Nelle prove più ottimiste, che con Eastwood non vuol certo dire meno sofferte, i rapporti si erano significativamente invertiti: in capolavori della maturità come Million Dollar Baby (2004) e Gran Torino (2008) sono proprio i "bambini" - i ragazzi Hmong, la disarmante innocenza della boxer di Hilary Swank - a risvegliare l'eroismo sopito dei burberi co-protagonisti interpretati dal regista, per una sorta di pedagogia inversa che vede nella purezza di certi figli d'America una sorridente ostinazione al bene, più vicina alla matrice ideale di quei valori che per Eastwood concrescono all'individuo prima di guastarsi a contatto col Sistema.

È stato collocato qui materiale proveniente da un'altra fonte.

//! Data models for the scorecard.
//!
//! This module contains the core data structures used throughout
//! the application for representing the sheet, ratings, and reports.

use chrono::{DateTime, Utc};
use serde::{Deserialize, Serialize};
use std::collections::BTreeMap;
use std::fmt;
use std::str::FromStr;

/// Qualitative bucket a 0-100 score falls into.
///
/// Variants are declared worst to best so that `Ord` follows quality.
#[derive(Debug, Clone, Copy, PartialEq, Eq, PartialOrd, Ord, Hash, Serialize, Deserialize)]
#[serde(rename_all = "lowercase")]
pub enum Rating {
    /// 0 to 29
    Critico,
    /// 30 to 49
    Bajo,
    /// 50 to 69, also the fallback for out-of-range values
    Regular,
    /// 70 to 89
    Bueno,
    /// 90 to 100
    Excelente,
}

impl Rating {
    /// All ratings in legend order (best first).
    pub const ALL: [Rating; 5] = [
        Rating::Excelente,
        Rating::Bueno,
        Rating::Regular,
        Rating::Bajo,
        Rating::Critico,
    ];

    /// Classify a score into its bucket.
    ///
    /// Ranges are inclusive integer ranges; a fractional value belongs to the
    /// range of its integer part. Anything outside `[0, 100]` is `Regular`.
    pub fn classify(value: f64) -> Rating {
        if !value.is_finite() || !(0.0..=100.0).contains(&value) {
            return Rating::Regular;
        }

        let whole = value.floor() as u32;
        Rating::ALL
            .into_iter()
            .find(|rating| {
                let (low, high) = rating.range();
                (low..=high).contains(&whole)
            })
            .unwrap_or(Rating::Regular)
    }

    /// Inclusive bounds of the bucket.
    pub fn range(&self) -> (u32, u32) {
        match self {
            Rating::Excelente => (90, 100),
            Rating::Bueno => (70, 89),
            Rating::Regular => (50, 69),
            Rating::Bajo => (30, 49),
            Rating::Critico => (0, 29),
        }
    }

    /// Returns the emoji used on the grid.
    pub fn emoji(&self) -> &'static str {
        match self {
            Rating::Excelente => "😁",
            Rating::Bueno => "😊",
            Rating::Regular => "😐",
            Rating::Bajo => "😕",
            Rating::Critico => "😢",
        }
    }

    /// Returns the display label.
    pub fn label(&self) -> &'static str {
        match self {
            Rating::Excelente => "Excelente",
            Rating::Bueno => "Bueno",
            Rating::Regular => "Regular",
            Rating::Bajo => "Bajo",
            Rating::Critico => "Crítico",
        }
    }

    /// Look up a rating by its emoji.
    pub fn from_emoji(emoji: &str) -> Option<Rating> {
        Rating::ALL.into_iter().find(|r| r.emoji() == emoji.trim())
    }
}

impl fmt::Display for Rating {
    fn fmt(&self, f: &mut fmt::Formatter<'_>) -> fmt::Result {
        write!(f, "{}", self.label())
    }
}

impl FromStr for Rating {
    type Err = String;

    fn from_str(s: &str) -> Result<Self, Self::Err> {
        if let Some(rating) = Rating::from_emoji(s) {
            return Ok(rating);
        }

        match s.trim().to_lowercase().as_str() {
            "excelente" => Ok(Rating::Excelente),
            "bueno" => Ok(Rating::Bueno),
            "regular" => Ok(Rating::Regular),
            "bajo" => Ok(Rating::Bajo),
            "crítico" | "critico" => Ok(Rating::Critico),
            other => Err(format!(
                "Unknown rating '{}'. Expected one of: excelente, bueno, regular, bajo, critico",
                other
            )),
        }
    }
}

/// Parse a raw cell into a score.
///
/// Reads the leading integer (optional sign, then digits) and ignores the
/// rest, so `"85.7"` is 85 and `"12abc"` is 12. Blank or non-numeric cells
/// are 0.
pub fn parse_score(raw: &str) -> i64 {
    let trimmed = raw.trim_start();
    let (sign, digits) = match trimmed.as_bytes().first() {
        Some(b'-') => (-1, &trimmed[1..]),
        Some(b'+') => (1, &trimmed[1..]),
        _ => (1, trimmed),
    };

    let end = digits
        .find(|c: char| !c.is_ascii_digit())
        .unwrap_or(digits.len());

    digits[..end]
        .parse::<i64>()
        .map(|n| sign * n)
        .unwrap_or(0)
}

/// One company's row of raw sheet values, keyed by metric name.
#[derive(Debug, Clone, PartialEq, Serialize, Deserialize)]
pub struct CompanyRow {
    /// Company name (the `Empresa` column).
    pub company: String,
    /// Raw cell text per metric.
    pub values: BTreeMap<String, String>,
}

impl CompanyRow {
    /// Parsed score for a metric; missing cells are 0.
    pub fn score(&self, metric: &str) -> i64 {
        self.values.get(metric).map(|v| parse_score(v)).unwrap_or(0)
    }
}

/// The loaded companies × metrics table.
#[derive(Debug, Clone, Default, PartialEq, Serialize, Deserialize)]
pub struct Dataset {
    /// Header of the company column, as written in the sheet.
    #[serde(default)]
    pub company_column: String,
    /// Company names in sheet order.
    pub companies: Vec<String>,
    /// Metric names in header order.
    pub metrics: Vec<String>,
    /// One row per company.
    pub rows: Vec<CompanyRow>,
}

impl Dataset {
    /// Find a company's row.
    pub fn row(&self, company: &str) -> Option<&CompanyRow> {
        self.rows.iter().find(|r| r.company == company)
    }

    /// Parsed score for a cell; unknown companies or metrics are 0.
    #[allow(dead_code)] // Lookup utility
    pub fn value(&self, company: &str, metric: &str) -> i64 {
        self.row(company).map(|r| r.score(metric)).unwrap_or(0)
    }

    /// Returns true if the sheet has no rows.
    pub fn is_empty(&self) -> bool {
        self.rows.is_empty()
    }
}

/// Everything known about one grid cell, as shown in the detail panel.
#[derive(Debug, Clone, PartialEq, Serialize, Deserialize)]
pub struct CellDetail {
    pub company: String,
    pub metric: String,
    pub value: f64,
    pub rating: Rating,
    /// Average of this metric over the selected companies.
    pub metric_average: f64,
    pub metric_rating: Rating,
    /// Average of this company over the selected metrics.
    pub company_average: f64,
    pub company_rating: Rating,
    /// `value - metric_average`
    pub delta_vs_metric: f64,
    /// `value - company_average`
    pub delta_vs_company: f64,
}

impl CellDetail {
    /// Build a detail record and derive the ratings and deltas.
    pub fn new(
        company: impl Into<String>,
        metric: impl Into<String>,
        value: f64,
        metric_average: f64,
        company_average: f64,
    ) -> Self {
        Self {
            company: company.into(),
            metric: metric.into(),
            value,
            rating: Rating::classify(value),
            metric_average,
            metric_rating: Rating::classify(metric_average),
            company_average,
            company_rating: Rating::classify(company_average),
            delta_vs_metric: value - metric_average,
            delta_vs_company: value - company_average,
        }
    }
}

/// Metadata about the generated report.
#[derive(Debug, Clone, Serialize, Deserialize)]
pub struct ReportMetadata {
    /// Where the sheet was loaded from.
    pub source: String,
    /// Date and time the report was generated.
    pub generated_at: DateTime<Utc>,
    /// Companies in the sheet / currently selected.
    pub companies_total: usize,
    pub companies_selected: usize,
    /// Metrics in the sheet / currently selected.
    pub metrics_total: usize,
    pub metrics_selected: usize,
    /// Header of the company column, used as the grid's first header.
    pub company_column: String,
    /// Active highlight filter, if any.
    #[serde(skip_serializing_if = "Option::is_none")]
    pub rating_filter: Option<Rating>,
}

/// The complete scorecard report.
#[derive(Debug, Clone, Serialize, Deserialize)]
pub struct Report {
    pub metadata: ReportMetadata,
    /// The emoji grid over the current selection.
    pub grid: crate::analysis::EmojiGrid,
    /// Raw cells per rating.
    pub distribution: BTreeMap<Rating, usize>,
    /// Selected companies by average, best first.
    pub ranking: Vec<crate::analysis::RankedCompany>,
    /// Per-metric series for chart consumers.
    pub series: Vec<crate::analysis::MetricSeries>,
    /// Detail record requested with `--detail`.
    #[serde(skip_serializing_if = "Option::is_none")]
    pub detail: Option<CellDetail>,
}

#[cfg(test)]
mod tests {
    use super::*;

    #[test]
    fn test_rating_boundaries() {
        assert_eq!(Rating::classify(100.0), Rating::Excelente);
        assert_eq!(Rating::classify(90.0), Rating::Excelente);
        assert_eq!(Rating::classify(89.0), Rating::Bueno);
        assert_eq!(Rating::classify(70.0), Rating::Bueno);
        assert_eq!(Rating::classify(69.0), Rating::Regular);
        assert_eq!(Rating::classify(50.0), Rating::Regular);
        assert_eq!(Rating::classify(49.0), Rating::Bajo);
        assert_eq!(Rating::classify(30.0), Rating::Bajo);
        assert_eq!(Rating::classify(29.0), Rating::Critico);
        assert_eq!(Rating::classify(0.0), Rating::Critico);
    }

    #[test]
    fn test_rating_fractional_values_use_integer_part() {
        assert_eq!(Rating::classify(89.5), Rating::Bueno);
        assert_eq!(Rating::classify(29.99), Rating::Critico);
        assert_eq!(Rating::classify(99.9), Rating::Excelente);
    }

    #[test]
    fn test_rating_out_of_range_falls_back_to_regular() {
        assert_eq!(Rating::classify(-1.0), Rating::Regular);
        assert_eq!(Rating::classify(100.5), Rating::Regular);
        assert_eq!(Rating::classify(250.0), Rating::Regular);
        assert_eq!(Rating::classify(f64::NAN), Rating::Regular);
    }

    #[test]
    fn test_rating_ordering() {
        assert!(Rating::Critico < Rating::Bajo);
        assert!(Rating::Bajo < Rating::Regular);
        assert!(Rating::Regular < Rating::Bueno);
        assert!(Rating::Bueno < Rating::Excelente);
    }

    #[test]
    fn test_rating_from_str() {
        assert_eq!("excelente".parse::<Rating>(), Ok(Rating::Excelente));
        assert_eq!("CRÍTICO".parse::<Rating>(), Ok(Rating::Critico));
        assert_eq!("critico".parse::<Rating>(), Ok(Rating::Critico));
        assert_eq!("😊".parse::<Rating>(), Ok(Rating::Bueno));
        assert!("great".parse::<Rating>().is_err());
    }

    #[test]
    fn test_rating_emoji_and_label() {
        assert_eq!(Rating::Excelente.emoji(), "😁");
        assert_eq!(Rating::Critico.label(), "Crítico");
        assert_eq!(Rating::from_emoji("😕"), Some(Rating::Bajo));
        assert_eq!(Rating::from_emoji("🙂"), None);
    }

    #[test]
    fn test_parse_score() {
        assert_eq!(parse_score("85"), 85);
        assert_eq!(parse_score(" 85.7"), 85);
        assert_eq!(parse_score("12abc"), 12);
        assert_eq!(parse_score("-5"), -5);
        assert_eq!(parse_score(""), 0);
        assert_eq!(parse_score("n/a"), 0);
        assert_eq!(parse_score("-"), 0);
    }

    #[test]
    fn test_dataset_value_defaults_to_zero() {
        let dataset = Dataset {
            companies: vec!["Acme".to_string()],
            metrics: vec!["Ventas".to_string(), "Calidad".to_string()],
            rows: vec![CompanyRow {
                company: "Acme".to_string(),
                values: [("Ventas".to_string(), "77".to_string())]
                    .into_iter()
                    .collect(),
            }],
            ..Dataset::default()
        };

        assert_eq!(dataset.value("Acme", "Ventas"), 77);
        assert_eq!(dataset.value("Acme", "Calidad"), 0);
        assert_eq!(dataset.value("Globex", "Ventas"), 0);
    }

    #[test]
    fn test_cell_detail_deltas() {
        let detail = CellDetail::new("Acme", "Ventas", 80.0, 60.0, 95.0);
        assert_eq!(detail.rating, Rating::Bueno);
        assert_eq!(detail.metric_rating, Rating::Regular);
        assert_eq!(detail.company_rating, Rating::Excelente);
        assert_eq!(detail.delta_vs_metric, 20.0);
        assert_eq!(detail.delta_vs_company, -15.0);
    }
}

La contraddizione al centro di questo cinema così duramente morale, impietoso nella critica in diretta proporzione al suo patriottismo, è quella fra un'America-madre e maestra che forma i suoi virgulti secondo ideali di assoluto e forse irraggiungibile eroismo (le "Bandiere dei Nostri Padri") e un'America-padre violento, un Saturno che divora i suoi figli contraddicendo ai propri insegnamenti, tanto da far somigliare molti ritratti di eroi eastwoodiani a storie di aborti riusciti o (per fortuna) solo tentati. L'uomo "guasto" in questo senso non è tanto l'adulto ormai acclimatato al cinismo del mondo reale, ma semmai il bambino interrotto, colpito da un male che - incapace di scalfirne fino in fondo la purezza idealistica - è però abbastanza forte da tarparlo e distruggerlo con quella tremenda circolarità del senso di colpa che può provocare il biasimo (o in certi casi il comando insensato e brutale) di un genitore. Pensiamo al Tim Robbins di Mystic River (2005), mai uscito dall'auto dei suoi stupratori e che pure considera se stesso cattivo, o di nuovo al Kevin Costner di Un mondo perfetto, o ancora al devastante crollo psicologico della “Leggenda” Chris Kyle sotto il peso di tutto il sangue versato per il suo ideale in American Sniper (2015).

Anche Richard Jewell è uno di loro, più fortunato del cecchino perchè - come Sully e i ragazzi di Attacco al treno - per l'America non ha dovuto uccidere, ma salvare vite. È un bambino in età adulta, che una miracolosa combinazione di bontà e ingenuità ha in qualche modo preservato e reso inscalfibile. Ma attenzione, solo moralmente. L'interpretazione di Paul Walter Hauser è titanica nel rendere appieno le sfumature emotive di un incubo ad occhi aperti. Prima c'è il gradasso al limite del fanatismo redneck, che come i bambini gioca a fare il vigilante; poi c'è il risentimento a pugni chiusi e viso paonazzo di chi non capisce da dove arrivi questa tremenda "sgridata" mediatica di mamma America, proprio quella a cui vuole bene, che gli ha insegnato a comportarsi. C'è il frignare perché si vorrebbe un biscotto - col tuo avvocato (un perfetto Sam Rockwell) a puntarti il dito contro come una specie di zio buono. E poi, un momento in cui l'infantile ritrova il suo volto più smaccatamente eroico, quando – siamo verso il finale - Jewell finalmente guarda dritto negli occhi l'agente dell'FBI che lo sta interrogando, e davanti a cui aveva sempre chinato il capo. È un momento che Walter Hauser ha preparato per tutto il film, nascondendo sotto uno sguardo fintamente porcino l'unica cosa stupenda del suo viso: due enormi occhi blu che ora stampa in faccia ai suoi accusatori, limpidi e puri come la sua coscienza.